■ Task details
Return the count of lines in the records that include the string "from", and nothing besides it.

══ Records for the task

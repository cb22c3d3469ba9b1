//! Session lifecycle controller.
//!
//! Normalizes messaging-client callbacks into the
//! `Unpaired -> Pairing -> Authenticated` state machine, owns the session
//! snapshot, and publishes every transition on the [`SessionBus`].
//!
//! All event-driven transitions go through [`SessionController::handle_event`],
//! a synchronous function holding the state lock for the whole transition
//! (including the publish), so a subscriber that connects concurrently sees
//! either the old snapshot plus the broadcast, or the new snapshot alone.
//!
//! Operator logout is serialized by an in-flight guard: a second logout
//! while one is running is rejected instead of tearing the client down twice.

use std::sync::{Mutex, MutexGuard};

use chatlens_types::error::SessionError;
use chatlens_types::session::{LifecycleEvent, PairingQuery, SessionPhase, SessionState};
use tokio::sync::mpsc;
use tracing::{debug, error, info, warn};

use super::bus::{SessionBus, Subscription};
use super::render::PairingRenderer;
use crate::messaging::ChatClient;

#[derive(Debug, Default)]
struct Inner {
    state: SessionState,
    phase: SessionPhase,
}

/// Owner of the linked-session state for one messaging client.
pub struct SessionController<C: ChatClient> {
    client: C,
    renderer: Box<dyn PairingRenderer>,
    inner: Mutex<Inner>,
    bus: SessionBus,
    logout_guard: tokio::sync::Mutex<()>,
}

impl<C: ChatClient> SessionController<C> {
    /// Create a controller in the `Unpaired` phase with an empty snapshot.
    pub fn new(client: C, renderer: Box<dyn PairingRenderer>, bus: SessionBus) -> Self {
        Self {
            client,
            renderer,
            inner: Mutex::new(Inner::default()),
            bus,
            logout_guard: tokio::sync::Mutex::new(()),
        }
    }

    /// Access the messaging client.
    pub fn client(&self) -> &C {
        &self.client
    }

    /// Access the notification bus.
    pub fn bus(&self) -> &SessionBus {
        &self.bus
    }

    fn lock(&self) -> MutexGuard<'_, Inner> {
        // A panic while holding the lock cannot leave Inner half-written:
        // every transition assigns whole fields.
        self.inner.lock().unwrap_or_else(|poisoned| poisoned.into_inner())
    }

    /// Current snapshot.
    pub fn snapshot(&self) -> SessionState {
        self.lock().state.clone()
    }

    /// Current state-machine phase.
    pub fn phase(&self) -> SessionPhase {
        self.lock().phase
    }

    pub fn is_authenticated(&self) -> bool {
        self.lock().state.authenticated
    }

    /// Pull query for the pairing artifact.
    pub fn pairing_status(&self) -> PairingQuery {
        PairingQuery::from(&self.lock().state)
    }

    /// Connect a push subscriber: the current snapshot plus every later transition.
    pub fn subscribe(&self) -> Subscription {
        let inner = self.lock();
        Subscription {
            snapshot: inner.state.clone(),
            receiver: self.bus.subscribe(),
        }
    }

    /// Apply one lifecycle event and broadcast the resulting state.
    ///
    /// A pairing code that cannot be rendered leaves the state untouched.
    pub fn handle_event(&self, event: LifecycleEvent) -> Result<SessionState, SessionError> {
        let mut inner = self.lock();
        let previous = inner.phase;

        match (event, previous) {
            (LifecycleEvent::PairingCodeProduced { raw }, phase) => {
                let artifact = self.renderer.render(&raw).map_err(|e| {
                    error!(error = %e, "failed to render pairing code");
                    SessionError::from(e)
                })?;
                if phase == SessionPhase::Authenticated {
                    warn!("pairing code received while authenticated, dropping session");
                }
                inner.state.pairing_artifact = Some(artifact);
                inner.state.authenticated = false;
                inner.phase = SessionPhase::Pairing;
            }
            (LifecycleEvent::Authenticated, _) => {
                inner.state.pairing_artifact = None;
                inner.state.authenticated = true;
                inner.phase = SessionPhase::Authenticated;
            }
            (LifecycleEvent::AuthFailed { reason }, phase) => {
                warn!(
                    from = %phase,
                    reason = reason.as_deref().unwrap_or("unspecified"),
                    "messaging client authentication failed"
                );
                inner.state.authenticated = false;
                inner.phase = SessionPhase::Unpaired;
            }
        }

        info!(from = %previous, to = %inner.phase, "session transition");
        let snapshot = inner.state.clone();
        self.bus.publish(snapshot.clone());
        Ok(snapshot)
    }

    /// Log the linked account out, then restart the client so a new pairing
    /// code is produced.
    ///
    /// Only valid while `Authenticated`. If the client rejects the logout,
    /// nothing changes. A pairing code or auth failure that arrives while the
    /// client is logging out is kept rather than reset. If the restart fails,
    /// the session stays `Unpaired` and the error is returned.
    pub async fn logout(&self) -> Result<SessionState, SessionError> {
        let _in_flight = self
            .logout_guard
            .try_lock()
            .map_err(|_| SessionError::InvalidState("logout already in progress".to_string()))?;

        let phase = self.phase();
        if phase != SessionPhase::Authenticated {
            debug!(%phase, "logout rejected");
            return Err(SessionError::InvalidState("no active session".to_string()));
        }

        self.client.logout().await.map_err(|e| {
            error!(error = %e, "messaging client logout failed");
            SessionError::Upstream(e.to_string())
        })?;

        let snapshot = {
            let mut inner = self.lock();
            // A lifecycle event during teardown already moved the session on.
            if inner.phase == SessionPhase::Authenticated {
                inner.state = SessionState::default();
                inner.phase = SessionPhase::Unpaired;
                self.bus.publish(inner.state.clone());
            } else {
                debug!(phase = %inner.phase, "session changed during logout, keeping newer state");
            }
            inner.state.clone()
        };
        info!("session logged out, restarting messaging client");

        self.client.initialize().await.map_err(|e| {
            error!(error = %e, "messaging client restart after logout failed");
            SessionError::Upstream(e.to_string())
        })?;

        Ok(snapshot)
    }

    /// Initialize the messaging client once at boot.
    pub async fn start(&self) -> Result<(), SessionError> {
        self.client
            .initialize()
            .await
            .map_err(|e| SessionError::Upstream(e.to_string()))
    }

    /// Feed lifecycle events into the state machine until the channel closes.
    pub async fn drive(&self, mut events: mpsc::Receiver<LifecycleEvent>) {
        while let Some(event) = events.recv().await {
            if let Err(e) = self.handle_event(event) {
                warn!(error = %e, "lifecycle event ignored");
            }
        }
        debug!("lifecycle event channel closed");
    }
}

impl<C: ChatClient> std::fmt::Debug for SessionController<C> {
    fn fmt(&self, f: &mut std::fmt::Formatter<'_>) -> std::fmt::Result {
        f.debug_struct("SessionController")
            .field("phase", &self.phase())
            .field("bus", &self.bus)
            .finish()
    }
}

════

■ Solution to this exercise
4